We catch a glimpse of the streets of The Land of Sweets and the Land of Snowflakes when we meet the rulers of each realm. As part of the montage that intersperses the pageant, Clara is seen taking a carriage ride through the streets.
There’s nowhere quite as fantastical in real life, but fans of Chitty Chitty Bang Bang might just recognise the streets of Rothenberg ob der Tauber (the 1968 movie’s Vulgaria filming location). While Dick van Dyke and co really did film on the streets of the Bavarian town, Disney’s Nutcracker production took the signature details and ran with them.
As you may know, ETA Hoffmann’s original Nutcracker story was written in Germany in the early 19th Century, making Bavaria a fitting source of inspiration. Further twists were added to give each land a magical atmosphere all of its own.
To create the icicle-encrusted aesthetic that could turn a rustic village into the Land of Snowflakes, the production designer drew on Sweden’s Ice Hotel. Meanwhile, delicious treats awaited on the set of the Land of Sweets.
“They had to put signs that said, ‘Don’t eat the candy,’…I’m like, ‘I want to eat it now that I know that it’s real!’”

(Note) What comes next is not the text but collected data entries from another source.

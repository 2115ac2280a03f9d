use crate::{SpeechBackend, TtsError, TtsResult, Utterance, Voice, VoicesListener};
use std::sync::{Arc, Mutex};

#[derive(Default)]
struct Recorded {
    voices: Vec<Voice>,
    listeners: Vec<VoicesListener>,
    spoken: Vec<Utterance>,
    cancels: usize,
    fail_speak: bool,
}

/// In-memory backend that records every call.
///
/// Clones share the same log, so a test can keep one handle while the driver owns another.
#[derive(Clone, Default)]
pub struct RecordingSpeech {
    inner: Arc<Mutex<Recorded>>,
}

impl RecordingSpeech {
    pub fn new() -> Self {
        Self::default()
    }

    /// Starts with a catalog already loaded.
    pub fn with_voices(voices: Vec<Voice>) -> Self {
        let backend = Self::new();
        if let Ok(mut inner) = backend.inner.lock() {
            inner.voices = voices;
        }
        backend
    }

    /// Replaces the catalog and notifies listeners, like a late `voiceschanged` event.
    pub fn set_voices(&self, voices: Vec<Voice>) {
        if let Ok(mut inner) = self.inner.lock() {
            inner.voices = voices;
            let Recorded {
                voices, listeners, ..
            } = &*inner;
            for listener in listeners {
                listener(voices);
            }
        }
    }

    /// Makes subsequent `speak` calls fail.
    pub fn fail_speak(&self, fail: bool) {
        if let Ok(mut inner) = self.inner.lock() {
            inner.fail_speak = fail;
        }
    }

    pub fn spoken(&self) -> Vec<Utterance> {
        self.inner
            .lock()
            .map(|inner| inner.spoken.clone())
            .unwrap_or_default()
    }

    pub fn spoken_texts(&self) -> Vec<String> {
        self.spoken().into_iter().map(|u| u.text).collect()
    }

    pub fn cancel_count(&self) -> usize {
        self.inner.lock().map(|inner| inner.cancels).unwrap_or(0)
    }

    pub fn clear(&self) {
        if let Ok(mut inner) = self.inner.lock() {
            inner.spoken.clear();
            inner.cancels = 0;
        }
    }
}

impl SpeechBackend for RecordingSpeech {
    fn voices(&self) -> Vec<Voice> {
        self.inner
            .lock()
            .map(|inner| inner.voices.clone())
            .unwrap_or_default()
    }

    fn on_voices_changed(&self, listener: VoicesListener) {
        if let Ok(mut inner) = self.inner.lock() {
            inner.listeners.push(listener);
        }
    }

    fn speak(&self, utterance: Utterance) -> TtsResult<()> {
        let mut inner = self
            .inner
            .lock()
            .map_err(|e| TtsError::Backend(e.to_string()))?;
        if inner.fail_speak {
            return Err(TtsError::Backend("recording backend told to fail".into()));
        }
        inner.spoken.push(utterance);
        Ok(())
    }

    fn cancel(&self) {
        if let Ok(mut inner) = self.inner.lock() {
            inner.cancels += 1;
        }
    }

    fn name(&self) -> &'static str {
        "recording"
    }
}
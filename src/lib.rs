//! # Room 213
//!
//! Facade over the workspace crates:
//!
//! *   [`core`]: storyboard, scene painters, playback driver, HUD and export.
//! *   [`tts`]: speech backends and voice selection.
//!
//! The most used types are re-exported at the top level.

pub use room213_core as core;
pub use room213_tts as tts;

pub use room213_core::{
    ActiveScene, DefaultFontLoader, ExportConfig, FontBook, FrameRequest, PlaybackConfig,
    PlaybackDriver, PlaybackPhase, PlaybackSession, PlaybackSnapshot, SceneKind, Storyboard,
    TickOutcome, TickReport, NARRATIVE_SCRIPT, SCENE_TABLE, TOTAL_DURATION_MS,
};
pub use room213_tts::{SpeechBackend, SpeechParams, Utterance, Voice, VoiceCache};
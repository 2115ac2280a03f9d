//! End-to-end runs through the facade crate.

use room213::core::export::render_export;
use room213::core::hud::{transcript_lines, ControlAffordance};
use room213::core::systems::renderer::frame_surface;
use room213::tts::backends::RecordingSpeech;
use room213::{
    ExportConfig, FontBook, PlaybackDriver, PlaybackPhase, PlaybackSession, Storyboard,
    TickOutcome, NARRATIVE_SCRIPT,
};
use std::sync::Arc;

fn init_tracing() {
    let _ = tracing_subscriber::fmt().with_test_writer().try_init();
}

/// A 60 Hz run on a real surface: every caption once, then Finished, then a clean replay.
#[test]
fn realtime_run_and_replay() {
    init_tracing();
    let speech = RecordingSpeech::new();
    let session = PlaybackSession::new(Some(Arc::new(speech.clone())));
    let mut driver = PlaybackDriver::new(Storyboard::new(FontBook::empty()), session);
    let mut surface = frame_surface().unwrap();

    assert_eq!(
        ControlAffordance::for_phase(driver.phase()),
        ControlAffordance::Start
    );

    let mut request = driver.play();
    let mut ticks = 0;
    let mut timestamp = 1_234.0;
    loop {
        ticks += 1;
        // Sample every 25th tick onto the surface to keep the test quick.
        let canvas = if ticks % 25 == 0 {
            Some(surface.canvas())
        } else {
            None
        };
        match driver.tick(request, timestamp, canvas) {
            TickOutcome::Finished(report) => {
                assert_eq!(report.snapshot.phase, PlaybackPhase::Finished);
                break;
            }
            TickOutcome::Rendered(_) => {}
            TickOutcome::Stale => panic!("live request went stale"),
        }
        request = driver.pending_frame().unwrap();
        timestamp += 1000.0 / 60.0;
    }
    assert!(ticks >= 3600);
    assert_eq!(speech.spoken().len(), NARRATIVE_SCRIPT.len());
    assert_eq!(
        ControlAffordance::for_phase(driver.phase()).label(),
        "Replay Room 213"
    );

    speech.clear();
    let request = driver.play();
    driver.tick(request, 0.0, None);
    assert_eq!(speech.spoken().len(), 1);
    assert!(transcript_lines(driver.snapshot().active_segment)[0].active);
}

#[test]
fn export_writes_frames_and_cues() {
    init_tracing();
    let dir = tempfile::tempdir().unwrap();
    let config = ExportConfig {
        out_dir: dir.path().to_path_buf(),
        fps: 1,
        crossfade_ms: 500.0,
        ..ExportConfig::default()
    };
    let summary = render_export(Storyboard::new(FontBook::empty()), &config).unwrap();
    assert_eq!(summary.frames, 61);
    assert_eq!(summary.cues.len(), 7);
    assert!(summary.cue_sheet.exists());
}
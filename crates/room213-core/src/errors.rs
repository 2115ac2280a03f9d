use thiserror::Error;

#[derive(Error, Debug)]
pub enum RenderError {
    #[error("Failed to create surface")]
    SurfaceFailure,
    #[error("Failed to read pixels back from surface")]
    ReadbackFailure,
    #[error("Failed to encode frame {frame}: {reason}")]
    EncodeFailure { frame: usize, reason: String },
    #[error(transparent)]
    IoError(#[from] std::io::Error),
    #[error(transparent)]
    Anyhow(#[from] anyhow::Error),
}

/// A scene or narration table that does not partition the running time.
#[derive(Error, Debug, PartialEq)]
pub enum TimelineError {
    #[error("Timeline is empty")]
    Empty,
    #[error("Entry {index} starts at {start_ms}ms, expected {expected_ms}ms")]
    Gap {
        index: usize,
        start_ms: f64,
        expected_ms: f64,
    },
    #[error("Entry {index} has non-positive length ({start_ms}ms..{end_ms}ms)")]
    Degenerate {
        index: usize,
        start_ms: f64,
        end_ms: f64,
    },
    #[error("Timeline ends at {end_ms}ms, expected {total_ms}ms")]
    Coverage { end_ms: f64, total_ms: f64 },
}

Tchaikovsky’s wrote the much-loved ballet in St Petersburg in 1892 (swapping Hoffmann’s lead character Marie for Clara – another nod given by the film), so it’s natural that Russia would provide a setting, if not a filming location. The palace is full of references to St Basil’s Cathedral in Moscow’s Red Square, not least its exterior.
“There’s a strong Russian historical context to The Nutcracker… The child in me looked at some of those gorgeous Russian buildings with all their bright colors and onion-topped towers, and I realized very quickly what I was looking at were heaps of candy and flowers.”